The following demo shows how to build a YOLO with Options, load image(s), video and stream with DataLoader, and annotate the model’s inference results with Annotator.

use usls::{models::YOLO, Annotator, DataLoader, Options, Vision, YOLOTask, YOLOVersion};

fn main() -> anyhow::Result<()> {
    // Build model with Options
    let options = Options::new()
        .with_trt(0)
        .with_model("yolo/v8-m-dyn.onnx")?
        .with_yolo_version(YOLOVersion::V8) // YOLOVersion: V5, V6, V7, V8, V9, V10, RTDETR
        .with_yolo_task(YOLOTask::Detect) // YOLOTask: Classify, Detect, Pose, Segment, Obb
        .with_i00((1, 1, 4).into())
        .with_i02((0, 640, 640).into())
        .with_i03((0, 640, 640).into())
        .with_confs(&[0.2]);
    let mut model = YOLO::new(options)?;

    // Build DataLoader to load image(s), video, stream
    let dl = DataLoader::new(
        "./assets/bus.jpg", // local image
        // "images/bus.jpg",  // remote image
        // "../set-negs",  // local images (from folder)
        // "../hall.mp4",  // local video
        // "http://commondatastorage.googleapis.com/gtv-videos-bucket/sample/BigBuckBunny.mp4",  // remote video
        // "rtsp://admin:kkasd1234@192.168.2.217:554/h264/ch1/",  // stream
    )?
    .with_batch(3)  // iterate with batch_size = 3
    .build()?;

    // Build annotator
    let annotator = Annotator::new().with_saveout("YOLO-Demo");

    // Run and Annotate images
    for (xs, _) in dl {
        let ys = model.forward(&xs, false)?;
        annotator.annotate(&xs, &ys);
    }

    Ok(())
}

§What’s More

This guide covers the process of using provided models for inference, including how to build a model, load data, annotate results, and retrieve the outputs. Click the sections below to expand for detailed instructions.

Build the Model

To build a model, you can use the provided models with Options:

use usls::{models::YOLO, Annotator, DataLoader, Options, Vision};

let options = Options::default()
    .with_yolo_version(YOLOVersion::V8)  // YOLOVersion: V5, V6, V7, V8, V9, V10, RTDETR
    .with_yolo_task(YOLOTask::Detect)    // YOLOTask: Classify, Detect, Pose, Segment, Obb
    .with_model("xxxx.onnx")?;
let mut model = YOLO::new(options)?;

And there’re many options provided by Options

Choose Execution Provider:
Select CUDA (default), TensorRT, or CoreML:

let options = Options::default()
    .with_cuda(0)
    // .with_trt(0)
    // .with_coreml(0)
    // .with_cpu();

Dynamic Input Shapes:
Specify dynamic shapes with MinOptMax:

let options = Options::default()
    .with_i00((1, 2, 4).into()) // batch(min=1, opt=2, max=4)
    .with_i02((416, 640, 800).into()) // height(min=416, opt=640, max=800)
    .with_i03((416, 640, 800).into()); // width(min=416, opt=640, max=800)

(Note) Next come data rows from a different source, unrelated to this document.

use serde::{Deserialize, Serialize};
use std::collections::BTreeMap;
use std::fmt;

use super::player::PlayerId;
use super::score::ScoreDisplay;

#[derive(Clone, Debug, PartialEq, Eq, Hash, Serialize, Deserialize)]
#[serde(from = "String", into = "String")]
pub enum GameType {
    OneVsOne,
    TeamVs,
    Skins,
    Olympic,
    Horse,
    /// A type this engine does not score; the tag is kept as stored.
    Other(String),
}

impl From<String> for GameType {
    fn from(value: String) -> Self {
        match value.as_str() {
            "oneVsOne" => GameType::OneVsOne,
            "teamVs" => GameType::TeamVs,
            "skins" => GameType::Skins,
            "olympic" => GameType::Olympic,
            "horse" => GameType::Horse,
            _ => GameType::Other(value),
        }
    }
}

impl From<GameType> for String {
    fn from(value: GameType) -> Self {
        value.to_string()
    }
}

impl fmt::Display for GameType {
    fn fmt(&self, f: &mut fmt::Formatter<'_>) -> fmt::Result {
        let s = match self {
            GameType::OneVsOne => "oneVsOne",
            GameType::TeamVs => "teamVs",
            GameType::Skins => "skins",
            GameType::Olympic => "olympic",
            GameType::Horse => "horse",
            GameType::Other(tag) => tag.as_str(),
        };
        write!(f, "{s}")
    }
}

/// Which net scores qualify for a skin.
#[derive(Clone, Copy, Debug, PartialEq, Eq, Default, Serialize, Deserialize)]
#[serde(from = "i32", into = "i32")]
pub enum SkinsMode {
    BirdieOrBetter,
    ParOrBetter,
    BogeyOrBetter,
    #[default]
    LowestStroke,
}

impl SkinsMode {
    /// Highest net score still eligible on a hole of the given par.
    /// `None` means any score is eligible.
    #[must_use]
    pub fn threshold(self, par: i32) -> Option<f64> {
        match self {
            SkinsMode::BirdieOrBetter => Some(f64::from(par - 1)),
            SkinsMode::ParOrBetter => Some(f64::from(par)),
            SkinsMode::BogeyOrBetter => Some(f64::from(par + 1)),
            SkinsMode::LowestStroke => None,
        }
    }
}

impl From<i32> for SkinsMode {
    fn from(value: i32) -> Self {
        match value {
            -1 => SkinsMode::BirdieOrBetter,
            0 => SkinsMode::ParOrBetter,
            1 => SkinsMode::BogeyOrBetter,
            _ => SkinsMode::LowestStroke,
        }
    }
}

impl From<SkinsMode> for i32 {
    fn from(value: SkinsMode) -> Self {
        match value {
            SkinsMode::BirdieOrBetter => -1,
            SkinsMode::ParOrBetter => 0,
            SkinsMode::BogeyOrBetter => 1,
            SkinsMode::LowestStroke => 100,
        }
    }
}

#[derive(Clone, Copy, Debug, PartialEq, Eq, PartialOrd, Ord, Hash, Serialize, Deserialize)]
#[serde(rename_all = "camelCase")]
pub enum HorseSegment {
    Front,
    Back,
    Total,
}

impl HorseSegment {
    pub const ALL: [HorseSegment; 3] = [
        HorseSegment::Front,
        HorseSegment::Back,
        HorseSegment::Total,
    ];

    #[must_use]
    pub fn key(self) -> &'static str {
        match self {
            HorseSegment::Front => "front",
            HorseSegment::Back => "back",
            HorseSegment::Total => "total",
        }
    }
}

#[derive(Clone, Copy, Debug, PartialEq, Eq, Hash, Serialize, Deserialize)]
#[serde(rename_all = "camelCase")]
pub enum Side {
    Red,
    Blue,
}

#[derive(Clone, Debug, PartialEq, Eq, Default, Serialize, Deserialize)]
#[serde(rename_all = "camelCase", default)]
pub struct HolePoints {
    pub par: Option<i32>,
    #[serde(alias = "pointValue")]
    pub point: Option<i32>,
}

/// Multipliers as configured on a game; unset values fall back to the
/// engine defaults.
#[derive(Clone, Copy, Debug, PartialEq, Eq, Default, Serialize, Deserialize)]
#[serde(rename_all = "camelCase", default)]
pub struct ScoreMultipliers {
    pub hole_in_one: Option<i32>,
    pub albatross: Option<i32>,
    pub eagle: Option<i32>,
    pub birdie: Option<i32>,
}

impl ScoreMultipliers {
    #[must_use]
    pub fn resolve(&self, defaults: &Multipliers) -> Multipliers {
        Multipliers {
            hole_in_one: self.hole_in_one.unwrap_or(defaults.hole_in_one),
            albatross: self.albatross.unwrap_or(defaults.albatross),
            eagle: self.eagle.unwrap_or(defaults.eagle),
            birdie: self.birdie.unwrap_or(defaults.birdie),
        }
    }
}

#[derive(Clone, Copy, Debug, PartialEq, Eq, Serialize, Deserialize)]
#[serde(rename_all = "camelCase", default)]
pub struct Multipliers {
    pub hole_in_one: i32,
    pub albatross: i32,
    pub eagle: i32,
    pub birdie: i32,
}

impl Default for Multipliers {
    fn default() -> Self {
        Self {
            hole_in_one: 20,
            albatross: 10,
            eagle: 5,
            birdie: 2,
        }
    }
}

impl Multipliers {
    #[must_use]
    pub fn for_score(&self, strokes: u32, par: i32) -> i32 {
        match ScoreDisplay::classify(strokes, par) {
            ScoreDisplay::HoleInOne => self.hole_in_one,
            ScoreDisplay::Albatross => self.albatross,
            ScoreDisplay::Eagle => self.eagle,
            ScoreDisplay::Birdie => self.birdie,
            _ => 1,
        }
    }
}

#[derive(Clone, Debug, PartialEq, Serialize, Deserialize)]
#[serde(rename_all = "camelCase")]
pub struct RoundGame {
    #[serde(default)]
    pub id: String,
    #[serde(rename = "type")]
    pub game_type: GameType,
    #[serde(default)]
    pub name: Option<String>,
    #[serde(default)]
    pub player_ids: Vec<PlayerId>,
    #[serde(default)]
    pub red_team_ids: Vec<PlayerId>,
    #[serde(default)]
    pub blue_team_ids: Vec<PlayerId>,
    #[serde(default)]
    pub handicap_strokes: BTreeMap<String, BTreeMap<PlayerId, f64>>,
    #[serde(default)]
    pub hole_points: BTreeMap<String, HolePoints>,
    #[serde(default)]
    pub multipliers: ScoreMultipliers,
    /// Stored as entered; zero or negative values fall back to one.
    #[serde(default)]
    pub score_count_mode: Option<i64>,
    #[serde(default)]
    pub skins_mode: SkinsMode,
    /// Zero or negative means an uncapped pot.
    #[serde(default)]
    pub max_skins: Option<i64>,
    #[serde(default)]
    pub skins_starting_hole: Option<i64>,
    #[serde(default)]
    pub horse_settings: BTreeMap<String, BTreeMap<PlayerId, i32>>,
}

impl RoundGame {
    #[must_use]
    pub fn new(id: impl Into<String>, game_type: GameType) -> Self {
        Self {
            id: id.into(),
            game_type,
            name: None,
            player_ids: Vec::new(),
            red_team_ids: Vec::new(),
            blue_team_ids: Vec::new(),
            handicap_strokes: BTreeMap::new(),
            hole_points: BTreeMap::new(),
            multipliers: ScoreMultipliers::default(),
            score_count_mode: None,
            skins_mode: SkinsMode::default(),
            max_skins: None,
            skins_starting_hole: None,
            horse_settings: BTreeMap::new(),
        }
    }

    #[must_use]
    pub fn handicap(&self, hole: &str, player: &str) -> f64 {
        self.handicap_strokes
            .get(hole)
            .and_then(|m| m.get(player))
            .copied()
            .filter(|v| v.is_finite())
            .unwrap_or(0.0)
    }

    #[must_use]
    pub fn hole_point(&self, hole: &str) -> i32 {
        self.hole_points
            .get(hole)
            .and_then(|p| p.point)
            .unwrap_or(1)
    }

    #[must_use]
    pub fn hole_par(&self, hole: &str, card_par: i32) -> i32 {
        self.hole_points
            .get(hole)
            .and_then(|p| p.par)
            .filter(|p| *p > 0)
            .unwrap_or(card_par)
    }

    /// How many ranked scores per side count on a hole.
    #[must_use]
    pub fn count_mode(&self) -> usize {
        self.score_count_mode
            .and_then(|k| usize::try_from(k).ok())
            .unwrap_or(1)
            .max(1)
    }

    /// Cap on the skins pot, `None` when uncapped. Falls back to the engine
    /// default only when the game leaves it unset.
    #[must_use]
    pub fn skins_cap(&self, default: Option<u32>) -> Option<u32> {
        self.max_skins
            .or(default.map(i64::from))
            .and_then(|m| u32::try_from(m).ok())
            .filter(|m| *m > 0)
    }

    /// First hole visited by skins and olympic; unusable values mean hole 1.
    #[must_use]
    pub fn starting_hole(&self) -> Option<u32> {
        self.skins_starting_hole
            .and_then(|h| u32::try_from(h).ok())
            .filter(|h| *h > 0)
    }

    #[must_use]
    pub fn horse_target(&self, segment: HorseSegment, player: &str) -> Option<i32> {
        self.horse_settings
            .get(segment.key())
            .and_then(|m| m.get(player))
            .copied()
    }

    /// Configured players that are members of the round, first occurrence wins.
    #[must_use]
    pub fn participants(&self, members: &[PlayerId]) -> Vec<PlayerId> {
        only_members(&self.player_ids, members)
    }

    /// Red and blue sides restricted to round members. A one-vs-one game with
    /// no explicit teams pits its first two players against each other.
    #[must_use]
    pub fn sides(&self, members: &[PlayerId]) -> (Vec<PlayerId>, Vec<PlayerId>) {
        let red = only_members(&self.red_team_ids, members);
        let blue = only_members(&self.blue_team_ids, members);
        if red.is_empty() && blue.is_empty() && self.game_type == GameType::OneVsOne {
            let players = self.participants(members);
            if let [first, second, ..] = players.as_slice() {
                return (vec![first.clone()], vec![second.clone()]);
            }
        }
        (red, blue)
    }

    #[must_use]
    pub fn side_of(&self, player: &str, members: &[PlayerId]) -> Option<Side> {
        let (red, blue) = self.sides(members);
        if red.iter().any(|p| p == player) {
            Some(Side::Red)
        } else if blue.iter().any(|p| p == player) {
            Some(Side::Blue)
        } else {
            None
        }
    }

    /// Drop ids that are not round members, duplicates, and empty handicap
    /// entries. Meant to run once when a round is loaded.
    pub fn normalize(&mut self, members: &[PlayerId]) {
        self.player_ids = only_members(&self.player_ids, members);
        self.red_team_ids = only_members(&self.red_team_ids, members);
        self.blue_team_ids = only_members(&self.blue_team_ids, members);
        for per_player in self.handicap_strokes.values_mut() {
            per_player.retain(|id, strokes| members.contains(id) && strokes.is_finite());
        }
        self.handicap_strokes.retain(|_, per_player| !per_player.is_empty());
    }
}

fn only_members(ids: &[PlayerId], members: &[PlayerId]) -> Vec<PlayerId> {
    let mut out: Vec<PlayerId> = Vec::with_capacity(ids.len());
    for id in ids {
        if members.contains(id) && !out.contains(id) {
            out.push(id.clone());
        }
    }
    out
}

Set Confidence Thresholds:
Adjust thresholds for each category:

let options = Options::default()
    .with_confs(&[0.4, 0.15]); // class_0: 0.4, others: 0.15

Set Class Names:
Provide class names if needed:

let options = Options::default()
    .with_names(&COCO_CLASS_NAMES_80);

More options are detailed in the Options documentation.

Load Images, Video and Stream

Load a Single Image
Use DataLoader::try_read to load an image from a local file or remote source:

let x = DataLoader::try_read("./assets/bus.jpg")?; // from local
let x = DataLoader::try_read("images/bus.jpg")?; // from remote

Alternatively, use image::ImageReader directly:

let x = image::ImageReader::open("myimage.png")?.decode()?;

Load Multiple Images, Videos, or Streams
Create a DataLoader instance for batch processing:

let dl = DataLoader::new(
    "./assets/bus.jpg", // local image
    // "images/bus.jpg",  // remote image
    // "../set-negs",  // local images (from folder)
    // "../hall.mp4",  // local video
    // "http://commondatastorage.googleapis.com/gtv-videos-bucket/sample/BigBuckBunny.mp4",  // remote video
    // "rtsp://admin:kkasd1234@192.168.2.217:554/h264/ch1/",  // stream
)?
.with_batch(3)  // iterate with batch_size = 3
.build()?;

// Iterate through the data
for (xs, _) in dl {}

Convert Images to Video
Use DataLoader::is2v to create a video from a sequence of images:

let fps = 24;
let image_folder = "runs/YOLO-DataLoader";
let saveout = ["runs", "is2v"];
DataLoader::is2v(image_folder, &saveout, fps)?;

Annotate Inference Results

Create an Annotator Instance

let annotator = Annotator::default();

Set Saveout Name:

let annotator = Annotator::default()
    .with_saveout("YOLOs");

Set Bounding Box Line Width:

let annotator = Annotator::default()
    .with_bboxes_thickness(4);

Disable Mask Plotting

let annotator = Annotator::default()
    .without_masks(true);

Perform Inference and nnotate the results

for (xs, _paths) in dl {
    let ys = model.run(&xs)?;
    annotator.annotate(&xs, &ys);
}

More options are detailed in the Annotator documentation.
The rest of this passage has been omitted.